- Opening Delimiter -

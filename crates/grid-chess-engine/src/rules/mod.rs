//! Board-level rules: attack detection, check, checkmate, and castling.
//!
//! Attacks are judged by raw piece geometry: a cell is attacked when an
//! opposing piece's [`Piece::is_legal_geometry`](crate::Piece::is_legal_geometry)
//! reaches it. For pawns that means the empty cells ahead they could
//! advance to, plus diagonal cells only while an enemy piece stands there.

mod castling;
mod check;

use grid_chess_core::{Coord, Side};
use serde::{Deserialize, Serialize};

use crate::Grid;

/// State of the game from the point of view of one side.
#[derive(Debug, Clone, Copy, PartialEq, Eq, Hash, Serialize, Deserialize)]
pub enum GameStatus {
    /// Nothing to announce.
    InProgress,
    /// The given side is in check but has a way out.
    Check(Side),
    /// The given side is checkmated; the other side wins.
    Checkmate(Side),
}

impl GameStatus {
    /// The winning side, if the game is decided.
    pub const fn winner(self) -> Option<Side> {
        match self {
            GameStatus::Checkmate(loser) => Some(loser.opposite()),
            _ => None,
        }
    }
}

/// Returns true if any piece not of `defender` reaches `target` on `grid`.
pub fn is_attacked(grid: &Grid, target: Coord, defender: Side) -> bool {
    grid.pieces_of(defender.opposite())
        .any(|piece| piece.is_legal_geometry(target, grid))
}

/// Returns true if `side`'s king is attacked on `grid`. A side without a
/// king is never in check.
pub fn king_in_check(grid: &Grid, side: Side) -> bool {
    grid.find_king(side)
        .is_some_and(|king| is_attacked(grid, king, side))
}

- Closing Delimiter -

- **What the exercise asks**
Exactly the lines between the one containing "pub enum GameStatus" and the end of the material, both ends included, must be retyped, with nothing added.

- **Response box**
pub enum GameStatus {
    /// Nothing to announce.
    InProgress,
    /// The given side is in check but has a way out.
    Check(Side),
    /// The given side is checkmated; the other side wins.
    Checkmate(Side),
}

impl GameStatus {
    /// The winning side, if the game is decided.
    pub const fn winner(self) -> Option<Side> {
        match self {
            GameStatus::Checkmate(loser) => Some(loser.opposite()),
            _ => None,
        }
    }
}

/// Returns true if any piece not of `defender` reaches `target` on `grid`.
pub fn is_attacked(grid: &Grid, target: Coord, defender: Side) -> bool {
    grid.pieces_of(defender.opposite())
        .any(|piece| piece.is_legal_geometry(target, grid))
}

/// Returns true if `side`'s king is attacked on `grid`. A side without a
/// king is never in check.
pub fn king_in_check(grid: &Grid, side: Side) -> bool {
    grid.find_king(side)
        .is_some_and(|king| is_attacked(grid, king, side))
}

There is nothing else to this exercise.